[Collected data entries]

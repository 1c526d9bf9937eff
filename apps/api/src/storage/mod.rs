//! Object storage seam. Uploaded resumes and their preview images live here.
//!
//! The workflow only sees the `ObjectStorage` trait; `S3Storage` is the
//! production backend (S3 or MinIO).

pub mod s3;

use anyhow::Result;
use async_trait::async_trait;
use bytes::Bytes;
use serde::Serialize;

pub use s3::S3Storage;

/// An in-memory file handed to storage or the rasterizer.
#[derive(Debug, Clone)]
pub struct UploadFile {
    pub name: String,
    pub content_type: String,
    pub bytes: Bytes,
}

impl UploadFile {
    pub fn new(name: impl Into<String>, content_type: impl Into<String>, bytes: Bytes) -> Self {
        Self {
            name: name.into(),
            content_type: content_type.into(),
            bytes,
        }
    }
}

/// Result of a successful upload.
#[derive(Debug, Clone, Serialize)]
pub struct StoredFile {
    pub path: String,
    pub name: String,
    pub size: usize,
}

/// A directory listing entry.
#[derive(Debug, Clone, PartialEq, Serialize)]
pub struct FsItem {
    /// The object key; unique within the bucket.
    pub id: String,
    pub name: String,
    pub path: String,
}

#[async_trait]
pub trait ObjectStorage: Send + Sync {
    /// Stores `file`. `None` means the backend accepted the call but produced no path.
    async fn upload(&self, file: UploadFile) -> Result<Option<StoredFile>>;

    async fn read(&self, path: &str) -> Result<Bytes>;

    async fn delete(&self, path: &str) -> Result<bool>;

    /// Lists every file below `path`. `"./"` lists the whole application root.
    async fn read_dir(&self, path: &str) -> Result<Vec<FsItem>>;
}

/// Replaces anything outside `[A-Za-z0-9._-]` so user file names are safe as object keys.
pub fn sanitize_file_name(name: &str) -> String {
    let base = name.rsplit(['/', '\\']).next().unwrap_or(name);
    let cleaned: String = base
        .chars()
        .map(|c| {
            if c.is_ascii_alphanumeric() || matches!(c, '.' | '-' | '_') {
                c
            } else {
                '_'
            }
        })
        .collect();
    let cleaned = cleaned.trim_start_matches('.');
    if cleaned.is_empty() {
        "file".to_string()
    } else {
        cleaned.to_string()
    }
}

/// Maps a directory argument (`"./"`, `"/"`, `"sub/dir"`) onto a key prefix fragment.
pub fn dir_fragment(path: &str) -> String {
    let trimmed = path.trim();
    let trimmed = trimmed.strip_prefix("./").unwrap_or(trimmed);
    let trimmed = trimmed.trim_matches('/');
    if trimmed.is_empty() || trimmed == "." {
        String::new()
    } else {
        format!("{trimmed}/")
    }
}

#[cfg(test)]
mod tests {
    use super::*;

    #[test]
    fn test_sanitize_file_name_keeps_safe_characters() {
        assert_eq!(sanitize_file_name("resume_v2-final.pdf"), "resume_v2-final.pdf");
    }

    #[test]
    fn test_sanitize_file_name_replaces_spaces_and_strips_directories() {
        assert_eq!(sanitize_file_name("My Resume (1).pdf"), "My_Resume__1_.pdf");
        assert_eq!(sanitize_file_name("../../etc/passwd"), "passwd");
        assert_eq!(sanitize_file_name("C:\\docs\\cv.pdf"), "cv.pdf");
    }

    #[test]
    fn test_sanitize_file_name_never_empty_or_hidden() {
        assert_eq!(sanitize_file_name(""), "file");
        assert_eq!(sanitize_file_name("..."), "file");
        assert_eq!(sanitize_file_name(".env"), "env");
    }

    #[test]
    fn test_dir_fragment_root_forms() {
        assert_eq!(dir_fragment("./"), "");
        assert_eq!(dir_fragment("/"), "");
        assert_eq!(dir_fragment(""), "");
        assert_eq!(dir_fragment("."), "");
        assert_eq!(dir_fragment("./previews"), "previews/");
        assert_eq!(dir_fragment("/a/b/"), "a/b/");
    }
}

...

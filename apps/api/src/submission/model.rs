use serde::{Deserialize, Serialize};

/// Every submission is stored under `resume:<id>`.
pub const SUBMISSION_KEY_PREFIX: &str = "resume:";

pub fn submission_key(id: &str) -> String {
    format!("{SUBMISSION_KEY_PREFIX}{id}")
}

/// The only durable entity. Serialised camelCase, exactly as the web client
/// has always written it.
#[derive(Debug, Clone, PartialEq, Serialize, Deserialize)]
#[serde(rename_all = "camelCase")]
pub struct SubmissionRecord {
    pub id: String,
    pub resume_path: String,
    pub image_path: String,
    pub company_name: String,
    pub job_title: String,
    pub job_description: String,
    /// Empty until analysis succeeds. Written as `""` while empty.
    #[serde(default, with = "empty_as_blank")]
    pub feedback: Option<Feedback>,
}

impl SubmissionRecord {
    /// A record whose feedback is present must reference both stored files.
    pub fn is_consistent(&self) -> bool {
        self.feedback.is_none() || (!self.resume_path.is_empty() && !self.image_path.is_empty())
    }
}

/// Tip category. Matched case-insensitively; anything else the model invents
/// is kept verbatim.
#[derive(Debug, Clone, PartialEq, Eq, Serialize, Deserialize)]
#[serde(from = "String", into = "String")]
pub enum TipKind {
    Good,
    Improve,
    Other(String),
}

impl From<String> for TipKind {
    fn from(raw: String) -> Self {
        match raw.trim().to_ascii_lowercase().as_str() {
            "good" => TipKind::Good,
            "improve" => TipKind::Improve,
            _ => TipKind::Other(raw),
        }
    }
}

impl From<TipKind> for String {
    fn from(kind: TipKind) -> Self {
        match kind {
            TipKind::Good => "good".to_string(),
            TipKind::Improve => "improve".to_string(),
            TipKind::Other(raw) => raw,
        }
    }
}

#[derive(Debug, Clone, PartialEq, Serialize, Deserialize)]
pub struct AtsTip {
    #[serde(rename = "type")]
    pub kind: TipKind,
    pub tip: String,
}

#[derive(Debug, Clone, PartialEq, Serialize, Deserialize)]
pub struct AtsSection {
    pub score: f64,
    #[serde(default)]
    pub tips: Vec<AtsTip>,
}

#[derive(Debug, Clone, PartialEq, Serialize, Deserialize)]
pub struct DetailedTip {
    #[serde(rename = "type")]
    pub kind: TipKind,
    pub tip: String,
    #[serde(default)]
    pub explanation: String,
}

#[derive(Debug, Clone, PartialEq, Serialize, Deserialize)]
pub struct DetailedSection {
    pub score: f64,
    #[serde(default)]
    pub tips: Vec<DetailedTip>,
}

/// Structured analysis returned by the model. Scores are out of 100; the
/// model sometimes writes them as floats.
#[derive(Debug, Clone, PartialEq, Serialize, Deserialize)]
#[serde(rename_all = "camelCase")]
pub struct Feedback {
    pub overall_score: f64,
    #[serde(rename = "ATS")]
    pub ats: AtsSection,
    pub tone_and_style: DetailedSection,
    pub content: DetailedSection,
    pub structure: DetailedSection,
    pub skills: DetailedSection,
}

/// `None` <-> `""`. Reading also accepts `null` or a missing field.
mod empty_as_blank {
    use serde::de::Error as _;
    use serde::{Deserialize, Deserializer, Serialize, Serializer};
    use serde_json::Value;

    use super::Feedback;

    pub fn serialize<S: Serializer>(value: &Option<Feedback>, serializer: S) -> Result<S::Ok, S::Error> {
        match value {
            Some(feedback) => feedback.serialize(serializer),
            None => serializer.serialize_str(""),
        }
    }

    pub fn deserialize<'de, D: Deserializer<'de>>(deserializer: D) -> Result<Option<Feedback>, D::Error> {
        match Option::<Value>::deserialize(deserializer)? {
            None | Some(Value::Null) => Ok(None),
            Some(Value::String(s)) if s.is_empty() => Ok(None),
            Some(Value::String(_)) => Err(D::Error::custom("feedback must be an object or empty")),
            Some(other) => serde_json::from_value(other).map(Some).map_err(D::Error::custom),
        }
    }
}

--

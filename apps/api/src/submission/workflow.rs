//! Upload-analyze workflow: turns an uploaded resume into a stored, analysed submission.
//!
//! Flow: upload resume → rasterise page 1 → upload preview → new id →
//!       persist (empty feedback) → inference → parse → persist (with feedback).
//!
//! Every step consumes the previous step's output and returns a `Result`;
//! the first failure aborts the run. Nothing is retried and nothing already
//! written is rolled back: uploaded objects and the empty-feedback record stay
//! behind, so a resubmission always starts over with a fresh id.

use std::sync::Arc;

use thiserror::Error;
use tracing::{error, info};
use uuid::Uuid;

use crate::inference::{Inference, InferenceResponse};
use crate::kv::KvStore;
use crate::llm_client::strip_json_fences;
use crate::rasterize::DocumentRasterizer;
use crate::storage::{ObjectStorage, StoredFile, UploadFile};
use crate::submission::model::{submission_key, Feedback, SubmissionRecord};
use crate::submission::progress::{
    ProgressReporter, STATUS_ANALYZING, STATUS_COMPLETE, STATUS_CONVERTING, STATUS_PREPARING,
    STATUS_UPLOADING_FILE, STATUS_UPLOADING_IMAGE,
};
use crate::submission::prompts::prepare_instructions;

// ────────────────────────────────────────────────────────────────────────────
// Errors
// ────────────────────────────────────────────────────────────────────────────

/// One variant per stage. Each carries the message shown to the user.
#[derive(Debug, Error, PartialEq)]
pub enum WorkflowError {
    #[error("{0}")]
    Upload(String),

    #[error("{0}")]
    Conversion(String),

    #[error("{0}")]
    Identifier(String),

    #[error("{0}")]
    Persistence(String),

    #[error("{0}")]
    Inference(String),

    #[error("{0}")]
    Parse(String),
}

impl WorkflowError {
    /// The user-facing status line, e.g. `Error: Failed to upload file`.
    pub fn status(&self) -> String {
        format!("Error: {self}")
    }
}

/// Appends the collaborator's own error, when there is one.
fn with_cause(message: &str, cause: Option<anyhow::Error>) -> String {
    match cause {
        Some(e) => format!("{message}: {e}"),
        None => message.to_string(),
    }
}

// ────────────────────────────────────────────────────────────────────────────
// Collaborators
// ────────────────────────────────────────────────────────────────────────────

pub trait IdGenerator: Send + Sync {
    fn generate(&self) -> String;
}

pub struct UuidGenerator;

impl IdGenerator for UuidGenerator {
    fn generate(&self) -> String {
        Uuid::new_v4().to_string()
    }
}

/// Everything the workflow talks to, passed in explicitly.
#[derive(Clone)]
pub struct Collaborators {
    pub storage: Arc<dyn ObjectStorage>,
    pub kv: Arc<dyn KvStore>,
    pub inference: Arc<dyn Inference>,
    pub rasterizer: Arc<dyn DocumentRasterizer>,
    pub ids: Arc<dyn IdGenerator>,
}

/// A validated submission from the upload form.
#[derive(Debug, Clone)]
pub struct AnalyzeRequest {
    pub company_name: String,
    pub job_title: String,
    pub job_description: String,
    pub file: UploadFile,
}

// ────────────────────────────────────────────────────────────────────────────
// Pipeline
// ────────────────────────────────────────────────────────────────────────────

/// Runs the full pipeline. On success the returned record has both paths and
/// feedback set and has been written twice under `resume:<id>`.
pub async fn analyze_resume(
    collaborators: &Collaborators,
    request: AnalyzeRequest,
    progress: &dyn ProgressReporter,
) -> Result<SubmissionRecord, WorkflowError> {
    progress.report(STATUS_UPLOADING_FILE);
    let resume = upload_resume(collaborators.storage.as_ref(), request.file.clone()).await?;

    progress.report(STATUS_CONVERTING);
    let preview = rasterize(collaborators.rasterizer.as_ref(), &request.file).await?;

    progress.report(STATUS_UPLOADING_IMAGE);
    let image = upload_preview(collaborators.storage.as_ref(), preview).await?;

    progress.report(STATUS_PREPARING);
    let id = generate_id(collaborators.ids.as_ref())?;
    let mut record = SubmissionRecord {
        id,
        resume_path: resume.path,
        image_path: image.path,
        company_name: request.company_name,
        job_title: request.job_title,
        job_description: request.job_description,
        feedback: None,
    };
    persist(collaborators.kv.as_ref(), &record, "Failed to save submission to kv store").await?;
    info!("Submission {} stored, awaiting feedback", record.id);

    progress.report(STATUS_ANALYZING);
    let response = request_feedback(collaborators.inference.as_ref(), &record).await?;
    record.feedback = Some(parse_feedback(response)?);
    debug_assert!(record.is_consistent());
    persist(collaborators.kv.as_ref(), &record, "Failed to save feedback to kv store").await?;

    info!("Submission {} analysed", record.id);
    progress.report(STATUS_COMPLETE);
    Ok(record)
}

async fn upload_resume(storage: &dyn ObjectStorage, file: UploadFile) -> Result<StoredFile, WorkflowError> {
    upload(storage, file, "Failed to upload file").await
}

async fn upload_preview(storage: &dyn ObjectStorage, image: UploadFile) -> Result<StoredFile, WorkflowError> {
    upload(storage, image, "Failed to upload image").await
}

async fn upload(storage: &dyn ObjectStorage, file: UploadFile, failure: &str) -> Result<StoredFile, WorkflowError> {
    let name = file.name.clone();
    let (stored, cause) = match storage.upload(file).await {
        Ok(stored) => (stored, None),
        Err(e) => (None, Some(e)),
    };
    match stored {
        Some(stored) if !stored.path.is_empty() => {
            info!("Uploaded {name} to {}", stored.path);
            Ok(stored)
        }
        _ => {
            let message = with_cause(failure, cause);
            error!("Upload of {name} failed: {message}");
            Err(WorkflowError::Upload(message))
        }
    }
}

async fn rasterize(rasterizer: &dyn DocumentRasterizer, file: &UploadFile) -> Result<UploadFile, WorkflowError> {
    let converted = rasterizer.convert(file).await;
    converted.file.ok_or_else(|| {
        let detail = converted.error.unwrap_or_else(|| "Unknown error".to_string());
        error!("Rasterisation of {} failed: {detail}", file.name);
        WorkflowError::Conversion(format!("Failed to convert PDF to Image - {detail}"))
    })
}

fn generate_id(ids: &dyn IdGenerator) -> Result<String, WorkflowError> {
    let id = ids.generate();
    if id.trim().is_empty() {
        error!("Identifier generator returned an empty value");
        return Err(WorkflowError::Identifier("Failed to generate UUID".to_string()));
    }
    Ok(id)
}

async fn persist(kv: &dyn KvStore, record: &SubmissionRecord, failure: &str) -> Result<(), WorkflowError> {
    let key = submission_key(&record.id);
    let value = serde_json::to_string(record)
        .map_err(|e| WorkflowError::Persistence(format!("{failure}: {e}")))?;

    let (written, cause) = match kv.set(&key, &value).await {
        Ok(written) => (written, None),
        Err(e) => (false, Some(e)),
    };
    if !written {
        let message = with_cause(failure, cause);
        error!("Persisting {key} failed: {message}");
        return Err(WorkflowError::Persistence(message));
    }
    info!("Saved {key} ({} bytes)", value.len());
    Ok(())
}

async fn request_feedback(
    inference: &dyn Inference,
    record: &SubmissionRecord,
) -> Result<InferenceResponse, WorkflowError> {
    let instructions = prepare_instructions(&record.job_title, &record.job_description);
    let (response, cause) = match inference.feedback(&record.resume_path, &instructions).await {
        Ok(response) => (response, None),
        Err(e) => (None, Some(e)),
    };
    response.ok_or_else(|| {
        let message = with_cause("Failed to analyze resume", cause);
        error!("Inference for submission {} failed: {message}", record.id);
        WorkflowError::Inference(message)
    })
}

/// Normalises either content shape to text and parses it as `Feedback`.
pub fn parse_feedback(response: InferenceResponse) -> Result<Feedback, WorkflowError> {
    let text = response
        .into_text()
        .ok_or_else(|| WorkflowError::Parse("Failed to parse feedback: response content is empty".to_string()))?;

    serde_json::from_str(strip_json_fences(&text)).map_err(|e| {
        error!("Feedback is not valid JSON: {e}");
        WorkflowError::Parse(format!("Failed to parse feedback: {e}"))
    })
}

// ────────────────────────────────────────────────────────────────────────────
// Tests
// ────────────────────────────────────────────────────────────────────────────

__ACTIVITY__
Supply the number of lines above that contain the word "KvStore", and nothing else.

__EXPECTED OUTPUT__
3